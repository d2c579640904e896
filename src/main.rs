//! apitest - run declarative HTTP API suites.
//!
//! Usage:
//!   apitest <path>
//!
//! `<path>` is a suite file or a directory searched for `*.test.json` files.
//! Exits with 0 when every unit passed or was skipped, 1 when a unit failed or
//! the suites could not be loaded, and 2 on usage or configuration errors.

use std::process::ExitCode;

use futures_util::StreamExt;
use tracing::{error, info, warn, Level};
use tracing_subscriber::FmtSubscriber;

use apitest::config::{ConfigHandle, RunnerConfig};
use apitest::models::{RunSummary, TestStatus};
use apitest::services::HttpRunner;

fn print_usage() {
    eprintln!("Usage: apitest <path>");
    eprintln!();
    eprintln!("Environment variables:");
    eprintln!("  APITEST_LOAD_CONCURRENT  Suite files loaded at once (default: CPU count, at least 2)");
    eprintln!("  APITEST_URL_PREFIX       Prefix for every suite URL");
    eprintln!("  APITEST_COOKIES          Cookies for every request (name=value; name2=value2)");
}

#[tokio::main]
async fn main() -> ExitCode {
    // Load environment variables from .env file
    dotenvy::dotenv().ok();

    let subscriber = FmtSubscriber::builder()
        .with_max_level(Level::INFO)
        .with_env_filter(tracing_subscriber::EnvFilter::from_default_env())
        .finish();
    if let Err(e) = tracing::subscriber::set_global_default(subscriber) {
        eprintln!("Failed to set tracing subscriber: {}", e);
        return ExitCode::from(2);
    }

    let args: Vec<String> = std::env::args().skip(1).collect();
    if args.iter().any(|arg| arg == "--help" || arg == "-h") {
        print_usage();
        return ExitCode::SUCCESS;
    }
    let root = match args.as_slice() {
        [path] => path.clone(),
        _ => {
            print_usage();
            return ExitCode::from(2);
        }
    };

    let config = match RunnerConfig::from_env() {
        Ok(cfg) => cfg,
        Err(e) => {
            error!("Failed to load configuration: {}", e);
            return ExitCode::from(2);
        }
    };

    let runner = match HttpRunner::http(ConfigHandle::new(config)) {
        Ok(runner) => runner,
        Err(e) => {
            error!("Failed to create HTTP transport: {}", e);
            return ExitCode::from(2);
        }
    };

    let mut summary = RunSummary::default();
    let mut fatal = false;
    let mut results = runner.start(&root);

    while let Some(item) = results.next().await {
        match item {
            Ok(result) => {
                match result.status {
                    TestStatus::Failed => warn!(
                        "FAIL {} > {} ({}): {}",
                        result.suite_name,
                        result.unit_name,
                        result.file_path.display(),
                        result
                            .error
                            .as_ref()
                            .map(|e| e.to_string())
                            .unwrap_or_default()
                    ),
                    status => info!(
                        "{} {} > {} ({}ms)",
                        status.as_str().to_uppercase(),
                        result.suite_name,
                        result.unit_name,
                        result.duration_ms
                    ),
                }
                summary.record(&result);
            }
            Err(e) => {
                error!("Run aborted: {}", e);
                fatal = true;
            }
        }
    }

    info!("{}", summary);

    if fatal || summary.has_failures() {
        ExitCode::FAILURE
    } else {
        ExitCode::SUCCESS
    }
}
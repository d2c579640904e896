//! Assertion engine: run a unit's callback and expectations against its response.
//!
//! Both checks must pass. They run concurrently on the same task, and the
//! first failure ends the unit.

use futures_util::StreamExt;
use futures_util::future::try_join;

use crate::error::{AssertionError, UnitError};
use crate::models::{Callback, Expectation, ResponseBody};

/// Verify a response against a unit's expectation and callback.
pub async fn run_assert<R: ResponseBody>(
    response: R,
    expect: Expectation<R>,
    callback: Option<Callback<R>>,
) -> Result<(), UnitError> {
    try_join(
        expect_callback(&response, callback),
        expect_response(&response, expect),
    )
    .await?;
    Ok(())
}

/// Invoke the callback; an asynchronous callback passes only when its future completes with `Ok`.
pub async fn expect_callback<R: ResponseBody>(
    response: &R,
    callback: Option<Callback<R>>,
) -> Result<(), UnitError> {
    match callback {
        None => Ok(()),
        Some(Callback::Invalid(value)) => Err(UnitError::CallbackNotCallable(value)),
        Some(Callback::Sync(f)) => f(response).map_err(UnitError::Callback),
        Some(Callback::Async(f)) => f(response.clone()).await.map_err(UnitError::Callback),
    }
}

/// Compare the response with every expected value, in order.
pub async fn expect_response<R: ResponseBody>(
    response: &R,
    expect: Expectation<R>,
) -> Result<(), UnitError> {
    match expect {
        Expectation::Absent => Ok(()),
        Expectation::Value(expected) => Ok(expect_value(response, &expected)?),
        Expectation::Stream(mut expected) => {
            while let Some(item) = expected.next().await {
                let value = item.map_err(UnitError::ExpectStream)?;
                expect_value(response, &value)?;
            }
            Ok(())
        }
    }
}

/// Strict deep equality.
pub fn expect_value<R: ResponseBody>(actual: &R, expected: &R) -> Result<(), AssertionError> {
    if actual == expected {
        Ok(())
    } else {
        Err(AssertionError::mismatch(expected, actual))
    }
}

+++

* HOW TO COMPLETE THIS TASK *
Above are the entries; count how many of their lines contain the word "loaded" and give only that number.

* TASK OUTPUT *
2